Would you please transcribe the records below from the line with "fn single(role: Role, text: impl" through their final line, exactly and with no other lines?

Extracted data entries:

################

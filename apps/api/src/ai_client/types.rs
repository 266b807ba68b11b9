//! Wire types for the generation service.

use serde::{Deserialize, Serialize};

#[derive(Debug, Clone, Copy, PartialEq, Eq, Serialize, Deserialize)]
#[serde(rename_all = "lowercase")]
pub enum Role {
    User,
    Model,
}

#[derive(Debug, Clone, PartialEq, Serialize, Deserialize)]
pub struct Part {
    pub text: String,
}

/// One conversation turn: a role plus its text segments.
#[derive(Debug, Clone, PartialEq, Serialize, Deserialize)]
pub struct Content {
    pub role: Role,
    pub parts: Vec<Part>,
}

impl Content {
    pub fn user(text: impl Into<String>) -> Self {
        Self::single(Role::User, text)
    }

    pub fn model(text: impl Into<String>) -> Self {
        Self::single(Role::Model, text)
    }

    fn single(role: Role, text: impl Into<String>) -> Self {
        Content {
            role,
            parts: vec![Part { text: text.into() }],
        }
    }
}

/// Request body for one generation call. Optional fields are omitted from
/// the JSON when unset.
#[derive(Debug, Clone, Default, PartialEq, Serialize, Deserialize)]
#[serde(rename_all = "camelCase")]
pub struct GenerateContentRequest {
    pub contents: Vec<Content>,
    #[serde(skip_serializing_if = "Option::is_none")]
    pub system_instruction: Option<Content>,
    #[serde(skip_serializing_if = "Option::is_none")]
    pub tools: Option<Vec<serde_json::Value>>,
    #[serde(skip_serializing_if = "Option::is_none")]
    pub tool_config: Option<serde_json::Value>,
    #[serde(skip_serializing_if = "Option::is_none")]
    pub safety_settings: Option<Vec<serde_json::Value>>,
    #[serde(skip_serializing_if = "Option::is_none")]
    pub generation_config: Option<serde_json::Value>,
}

impl GenerateContentRequest {
    pub fn new(contents: Vec<Content>) -> Self {
        GenerateContentRequest {
            contents,
            ..Default::default()
        }
    }

    pub fn with_system_instruction(mut self, instruction: Content) -> Self {
        self.system_instruction = Some(instruction);
        self
    }
}

#[derive(Debug, Deserialize)]
pub struct GenerateContentResponse {
    #[serde(default)]
    pub candidates: Vec<Candidate>,
}

#[derive(Debug, Deserialize)]
pub struct Candidate {
    pub content: CandidateContent,
}

#[derive(Debug, Deserialize)]
pub struct CandidateContent {
    #[serde(default)]
    pub parts: Vec<CandidatePart>,
}

#[derive(Debug, Deserialize)]
pub struct CandidatePart {
    pub text: Option<String>,
}

impl GenerateContentResponse {
    /// Text of the first candidate: its parts joined by newlines, trimmed.
    pub fn first_candidate_text(&self) -> Option<String> {
        let candidate = self.candidates.first()?;
        let joined = candidate
            .content
            .parts
            .iter()
            .map(|p| p.text.as_deref().unwrap_or_default())
            .collect::<Vec<_>>()
            .join("\n");
        Some(joined.trim().to_string())
    }
}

################

## Reply:
    fn single(role: Role, text: impl Into<String>) -> Self {
        Content {
            role,
            parts: vec![Part { text: text.into() }],
        }
    }
}

/// Request body for one generation call. Optional fields are omitted from
/// the JSON when unset.
#[derive(Debug, Clone, Default, PartialEq, Serialize, Deserialize)]
#[serde(rename_all = "camelCase")]
pub struct GenerateContentRequest {
    pub contents: Vec<Content>,
    #[serde(skip_serializing_if = "Option::is_none")]
    pub system_instruction: Option<Content>,
    #[serde(skip_serializing_if = "Option::is_none")]
    pub tools: Option<Vec<serde_json::Value>>,
    #[serde(skip_serializing_if = "Option::is_none")]
    pub tool_config: Option<serde_json::Value>,
    #[serde(skip_serializing_if = "Option::is_none")]
    pub safety_settings: Option<Vec<serde_json::Value>>,
    #[serde(skip_serializing_if = "Option::is_none")]
    pub generation_config: Option<serde_json::Value>,
}

impl GenerateContentRequest {
    pub fn new(contents: Vec<Content>) -> Self {
        GenerateContentRequest {
            contents,
            ..Default::default()
        }
    }

    pub fn with_system_instruction(mut self, instruction: Content) -> Self {
        self.system_instruction = Some(instruction);
        self
    }
}

#[derive(Debug, Deserialize)]
pub struct GenerateContentResponse {
    #[serde(default)]
    pub candidates: Vec<Candidate>,
}

#[derive(Debug, Deserialize)]
pub struct Candidate {
    pub content: CandidateContent,
}

#[derive(Debug, Deserialize)]
pub struct CandidateContent {
    #[serde(default)]
    pub parts: Vec<CandidatePart>,
}

#[derive(Debug, Deserialize)]
pub struct CandidatePart {
    pub text: Option<String>,
}

impl GenerateContentResponse {
    /// Text of the first candidate: its parts joined by newlines, trimmed.
    pub fn first_candidate_text(&self) -> Option<String> {
        let candidate = self.candidates.first()?;
        let joined = candidate
            .content
            .parts
            .iter()
            .map(|p| p.text.as_deref().unwrap_or_default())
            .collect::<Vec<_>>()
            .join("\n");
        Some(joined.trim().to_string())
    }
}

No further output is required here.